2. Tax Credit Scholarships
Over 20 states let donors take a state tax credit for contributing to scholarship-granting organizations (SGOs or STOs). Those organizations turn the donations into scholarships for private school students. Pennsylvania's EITC alone funds $200M+ in scholarships annually. Florida's FTC program serves over 100,000 students. You don't donate — you apply to the SGO and they award the scholarship.

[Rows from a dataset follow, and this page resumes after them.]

/*!
Interactive resolution of one input line.

  1. split            shell-style tokenising
  2. bubbling lookup  first token, searched from the cursor up to the root
  3. strict descent   further tokens while each names a child of the match
  4. dispatch         navigate | enter-and-activate a Domain | invoke a Leaf

Every failure is a [`ShellError`]; the read-eval loop prints it as one line
and carries on.
*/

use std::io::Write;

use clap::error::ErrorKind;
use thiserror::Error;

use crate::cmd::{CommandContext, CommandTree, Flow};
use crate::log_trace;
use crate::session::Session;
use crate::tree::{NodeBody, NodeId, Tree};

#[derive(Debug, Error)]
pub enum ShellError {
    #[error("Error: {0}")]
    Split(String),
    #[error("Command not found: {0}")]
    CommandNotFound(String),
    #[error("Unexpected argument: {0}")]
    UnexpectedArgument(String),
    #[error("Node '{0}' is not executable.")]
    NotExecutable(String),
    #[error("{0}")]
    ArgumentShape(String),
    #[error("Error: {0:#}")]
    Handler(anyhow::Error),
    #[error("Error: {0}")]
    Io(#[from] std::io::Error),
}

/// Where a token sequence ended up.
#[derive(Debug, Clone, PartialEq, Eq)]
pub enum Resolution {
    /// A branch with nothing left over.
    Navigate(NodeId),
    /// A Domain followed by leftover tokens (one is the item to activate).
    Activate {
        domain: NodeId,
        item: String,
        extra: Vec<String>,
    },
    /// A Leaf and the tokens to parse as its arguments.
    Invoke { leaf: NodeId, args: Vec<String> },
}

/// Search for a child named `name`, starting at `start` and moving up.
pub fn bubble_lookup<P>(tree: &Tree<P>, start: NodeId, name: &str) -> Option<NodeId> {
    tree.ancestors(start).find_map(|id| tree.child(id, name))
}

/// Descend from `from` while the next token names a child. Returns the node
/// reached and how many tokens were consumed.
pub fn descend<P, S: AsRef<str>>(tree: &Tree<P>, from: NodeId, tokens: &[S]) -> (NodeId, usize) {
    let mut node = from;
    let mut used = 0;
    for token in tokens {
        match tree.child(node, token.as_ref()) {
            Some(child) => {
                node = child;
                used += 1;
            }
            None => break,
        }
    }
    (node, used)
}

pub fn resolve<P>(tree: &Tree<P>, cursor: NodeId, tokens: &[String]) -> Result<Resolution, ShellError> {
    let Some((first, rest)) = tokens.split_first() else {
        return Ok(Resolution::Navigate(cursor));
    };

    let start = bubble_lookup(tree, cursor, first)
        .ok_or_else(|| ShellError::CommandNotFound(first.clone()))?;
    let (node, used) = descend(tree, start, rest);
    let leftover = &rest[used..];
    log_trace!(
        "resolved '{first}' to '{}', leftover {leftover:?}",
        tree.path_of(node).join(" ")
    );

    match tree.node(node).body() {
        NodeBody::Leaf(_) => Ok(Resolution::Invoke {
            leaf: node,
            args: leftover.to_vec(),
        }),
        _ if leftover.is_empty() => Ok(Resolution::Navigate(node)),
        NodeBody::Domain(_) => Ok(Resolution::Activate {
            domain: node,
            item: leftover[0].clone(),
            extra: leftover[1..].to_vec(),
        }),
        NodeBody::Map(_) => Err(ShellError::CommandNotFound(leftover[0].clone())),
        NodeBody::Seq(_) => Err(ShellError::NotExecutable(tree.node(node).name().to_string())),
    }
}

/// Resolve and run one line against the session.
pub fn execute_line(
    tree: &CommandTree,
    session: &mut Session,
    line: &str,
    out: &mut dyn Write,
) -> Result<(), ShellError> {
    let tokens = shell_words::split(line).map_err(|e| ShellError::Split(e.to_string()))?;
    if tokens.is_empty() {
        return Ok(());
    }

    match resolve(tree, session.current, &tokens)? {
        Resolution::Navigate(id) => {
            session.current = id;
            Ok(())
        }
        Resolution::Activate {
            domain,
            item,
            extra,
        } => {
            session.current = domain;
            if let Some(unexpected) = extra.first() {
                return Err(ShellError::UnexpectedArgument(unexpected.clone()));
            }
            let node = tree.node(domain);
            let Some(handle) = node.domain() else {
                return Err(ShellError::NotExecutable(node.name().to_string()));
            };
            let found = handle
                .set_active(session, &item, out)
                .map_err(ShellError::Handler)?;
            if !found {
                writeln!(out, "'{item}' not found in {}.", node.name())?;
            }
            Ok(())
        }
        Resolution::Invoke { leaf, args } => invoke_leaf(tree, session, leaf, &args, out),
    }
}

fn invoke_leaf(
    tree: &CommandTree,
    session: &mut Session,
    leaf: NodeId,
    args: &[String],
    out: &mut dyn Write,
) -> Result<(), ShellError> {
    let node = tree.node(leaf);
    let Some(spec) = node.payload() else {
        return Err(ShellError::NotExecutable(node.name().to_string()));
    };

    let matches = match spec
        .to_command(node.name())
        .no_binary_name(true)
        .try_get_matches_from(args)
    {
        Ok(m) => m,
        Err(e) if matches!(e.kind(), ErrorKind::DisplayHelp | ErrorKind::DisplayVersion) => {
            write!(out, "{}", e.render())?;
            return Ok(());
        }
        Err(e) => return Err(ShellError::ArgumentShape(summarize_clap_error(&e))),
    };

    let mut ctx = CommandContext {
        tree,
        session: &mut *session,
        matches: &matches,
        interactive: true,
        out,
    };
    if spec.invoke(&mut ctx).map_err(ShellError::Handler)? == Flow::Exit {
        session.should_exit = true;
    }
    Ok(())
}

/// Collapse a clap error to its first paragraph on one line.
pub fn summarize_clap_error(err: &clap::Error) -> String {
    let rendered = err.render().to_string();
    rendered
        .split("\n\n")
        .next()
        .unwrap_or_default()
        .split_whitespace()
        .collect::<Vec<_>>()
        .join(" ")
}

/* --------------------------------- Tests ---------------------------------- */
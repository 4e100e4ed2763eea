/*!
Domain contract: a map branch that owns a vocabulary of item verbs.

Subsystems (active game system, active schema, loaded players) expose their
items through the same five verbs without sharing any implementation. Each
domain declares which verbs it supports; the global verb commands refuse the
rest before delegating.

State lives in the [`Session`], never in the domain itself, so domains are
plain values that can sit inside the (immutable) tree.
*/

use std::collections::BTreeMap;
use std::fmt;
use std::io::Write;

use anyhow::Result;

use crate::session::Session;

#[derive(Copy, Clone, Debug, PartialEq, Eq, Hash)]
pub enum Verb {
    Show,
    List,
    Set,
    Load,
    Drop,
}

impl Verb {
    pub const fn variants() -> &'static [Verb] {
        &[Verb::Show, Verb::List, Verb::Set, Verb::Load, Verb::Drop]
    }

    pub fn as_str(&self) -> &'static str {
        match self {
            Verb::Show => "show",
            Verb::List => "list",
            Verb::Set => "set",
            Verb::Load => "load",
            Verb::Drop => "drop",
        }
    }
}

impl fmt::Display for Verb {
    fn fmt(&self, f: &mut fmt::Formatter<'_>) -> fmt::Result {
        f.write_str(self.as_str())
    }
}

pub trait Domain {
    fn supported_verbs(&self) -> &[Verb];

    fn supports(&self, verb: Verb) -> bool {
        self.supported_verbs().contains(&verb)
    }

    /// Names of the items available in this domain.
    fn list_items(&self, session: &Session) -> Vec<String>;

    fn get_active(&self, session: &Session) -> Option<String>;

    /// Make `name` the active item. `Ok(false)` means no such item.
    fn set_active(&self, session: &mut Session, name: &str, out: &mut dyn Write) -> Result<bool>;

    /// Details for `name`, or for the active item when `name` is `None`.
    fn show_item(&self, session: &Session, name: Option<&str>) -> Option<String>;

    fn has_nested_domains(&self) -> bool {
        false
    }

    /// Nested domain name -> its active item, for domains that have some.
    fn get_nested_actives(&self, _session: &Session) -> BTreeMap<String, String> {
        BTreeMap::new()
    }

    fn load_item(&self, _session: &mut Session, _name: &str, _out: &mut dyn Write) -> Result<bool> {
        Ok(false)
    }

    fn drop_item(
        &self,
        _session: &mut Session,
        _name: Option<&str>,
        _out: &mut dyn Write,
    ) -> Result<bool> {
        Ok(false)
    }
}

#[cfg(test)]
pub(crate) mod tests {
    use super::*;
    use std::cell::RefCell;

    /// Fixed item list, active item kept inside the stub.
    pub(crate) struct StubDomain {
        verbs: Vec<Verb>,
        items: Vec<String>,
        active: RefCell<Option<String>>,
    }

    impl StubDomain {
        pub(crate) fn new(verbs: &[&str]) -> Self {
            Self {
                verbs: Verb::variants()
                    .iter()
                    .filter(|v| verbs.contains(&v.as_str()))
                    .copied()
                    .collect(),
                items: Vec::new(),
                active: RefCell::new(None),
            }
        }

        pub(crate) fn with_items(mut self, items: &[&str]) -> Self {
            self.items = items.iter().map(|s| s.to_string()).collect();
            self
        }
    }

    impl Domain for StubDomain {
        fn supported_verbs(&self) -> &[Verb] {
            &self.verbs
        }

        fn list_items(&self, _session: &Session) -> Vec<String> {
            self.items.clone()
        }

        fn get_active(&self, _session: &Session) -> Option<String> {
            self.active.borrow().clone()
        }

        fn set_active(&self, _session: &mut Session, name: &str, _out: &mut dyn Write) -> Result<bool> {
            if !self.items.iter().any(|i| i == name) {
                return Ok(false);
            }
            *self.active.borrow_mut() = Some(name.to_string());
            Ok(true)
        }

        fn show_item(&self, _session: &Session, name: Option<&str>) -> Option<String> {
            let target = name.map(str::to_string).or_else(|| self.active.borrow().clone())?;
            self.items
                .contains(&target)
                .then(|| format!("item: {target}"))
        }
    }

    #[test]
    fn verbs_render_lowercase() {
        let names: Vec<String> = Verb::variants().iter().map(Verb::to_string).collect();
        assert_eq!(names, ["show", "list", "set", "load", "drop"]);
    }

    #[test]
    fn supports_follows_declared_set() {
        let domain = StubDomain::new(&["show", "list", "set"]);
        assert!(domain.supports(Verb::List));
        assert!(!domain.supports(Verb::Load));
        assert!(!domain.has_nested_domains());
        assert_eq!(Verb::Load.to_string(), "load");
    }
}
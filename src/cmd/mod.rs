/*!
Command units and the registration table.

Every command is a Leaf carrying a [`CommandSpec`]; every subsystem with items
(system, schema, player) is a Domain. [`build_tree`] is the single place where
units are registered, in the order they should appear.

Layout:
  src/cmd/
    mod.rs         (this file: registration table)
    spec.rs        (CommandSpec / ArgSpec / CommandContext / Flow)
    help.rs        (help + description/printer visitors)
    navigation.rs  (.. and /)
    quit.rs
    version.rs
    roll.rs        (dice expressions)
    verbs.rs       (show / list / set / load / drop)
    system.rs      (system + schema domains)
    player.rs      (player domain)

Conventions:
  - Each unit exposes one `pub fn` returning what gets registered
    (a `CommandSpec` or a `Detached` subtree).
  - Handlers write to `ctx.out`, never straight to stdout.
  - Expected user mistakes are printed as one line and return
    `Ok(Flow::Continue)`; `Err` is kept for real failures.
*/

pub mod help;
pub mod navigation;
pub mod player;
pub mod quit;
pub mod roll;
pub mod spec;
pub mod system;
pub mod verbs;
pub mod version;

pub use spec::{ArgSpec, Arity, CommandContext, CommandSpec, CommandTree, Flow};

use crate::domain::Verb;
use crate::tree::{Payload, TreeError};

/// Register every command and domain.
pub fn build_tree() -> Result<CommandTree, TreeError> {
    let mut tree = CommandTree::new();

    tree.insert(&["help"], Payload::Raw(help::command()))?;
    tree.insert(&["quit"], Payload::Raw(quit::command()))?;
    tree.insert(&["version"], Payload::Raw(version::command()))?;
    tree.insert(&[".."], Payload::Raw(navigation::up()))?;
    tree.insert(&["/"], Payload::Raw(navigation::root()))?;
    tree.insert(&["roll"], Payload::Raw(roll::command()))?;

    for verb in Verb::variants() {
        tree.insert(&[verb.as_str()], Payload::Raw(verbs::command(*verb)))?;
    }

    tree.insert(&["system"], system::domain().into())?;
    tree.insert(&["player"], player::domain().into())?;

    Ok(tree)
}
//! Configuration file loading.
//!
//! Search order (first existing file wins):
//!   1. ~/.config/gg-cli/config.yaml
//!   2. ~/.gg-cli.yaml
//!
//! ```yaml
//! core:
//!   system: rolemaster
//! characters:
//!   dir: /home/me/rpg/characters
//! ```
//!
//! A missing file yields defaults. An unreadable or malformed file is reported
//! as a warning and also yields defaults; configuration never stops startup.

use std::path::{Path, PathBuf};

use anyhow::{Context, Result};
use serde::Deserialize;

use crate::{log_debug, log_warn};

#[derive(Debug, Default, Clone, PartialEq, Deserialize)]
#[serde(default)]
pub struct Config {
    pub core: CoreConfig,
    pub characters: CharactersConfig,
}

#[derive(Debug, Default, Clone, PartialEq, Deserialize)]
#[serde(default)]
pub struct CoreConfig {
    pub system: Option<String>,
}

#[derive(Debug, Default, Clone, PartialEq, Deserialize)]
#[serde(default)]
pub struct CharactersConfig {
    pub dir: Option<PathBuf>,
}

pub fn candidate_paths() -> Vec<PathBuf> {
    let Some(home) = dirs::home_dir() else {
        return Vec::new();
    };
    vec![
        home.join(".config").join("gg-cli").join("config.yaml"),
        home.join(".gg-cli.yaml"),
    ]
}

/// Load from the standard locations.
pub fn load_config() -> Config {
    load_from(&candidate_paths())
}

pub fn load_from(candidates: &[PathBuf]) -> Config {
    for path in candidates.iter().filter(|p| p.is_file()) {
        match read_config(path) {
            Ok(config) => {
                log_debug!("loaded config from {}", path.display());
                return config;
            }
            Err(e) => {
                log_warn!("Failed to load config file at {}: {e:#}", path.display());
            }
        }
    }
    Config::default()
}

fn read_config(path: &Path) -> Result<Config> {
    let raw = std::fs::read_to_string(path)
        .with_context(|| format!("failed to read {}", path.display()))?;
    if raw.trim().is_empty() {
        return Ok(Config::default());
    }
    serde_yaml::from_str(&raw).context("failed to parse YAML config")
}

impl Config {
    /// Drop settings that name things which do not exist.
    pub fn validate(&mut self, valid_systems: &[&str]) {
        if let Some(system) = &self.core.system
            && !valid_systems.contains(&system.as_str())
        {
            log_warn!("Invalid system '{system}' in config file. Ignoring.");
            self.core.system = None;
        }
    }
}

3. State Tax Deductions and Credits
A handful of states (Indiana, Iowa, Minnesota, Wisconsin, Idaho, Louisiana) let you deduct private school tuition from your state taxable income or claim a direct tax credit. The savings are smaller ($240 to $1,500/year typically) but they're available to all families regardless of income in most cases.
4. School-Based Need Aid
Every private school sets aside money for tuition assistance. Catholic schools get subsidies from parishes and dioceses. Independent schools draw from endowments. The amount varies wildly. A small Christian academy might have $50K total in aid. A school like Phillips Exeter has over $1B in endowment. Always apply for aid at the school level, even if you also receive state aid. They stack.
How to Maximize Your Aid
Apply to every program you might qualify for. State voucher or ESA first (biggest awards). Then tax credit scholarships through your state's SGOs. Then school-based aid. Most programs let you combine multiple sources. A family in Pennsylvania could stack an EITC scholarship ($8,500), a school need grant ($4,000), and end up paying under $2,000/year at a school with $14,000 tuition.
Don't assume you make too much. Indiana's voucher goes up to $111K/family of 4. North Carolina's goes to $133K. Ohio's EdChoice Expansion covers up to $115K. And school-based aid has no government income limit — it's whatever the school decides.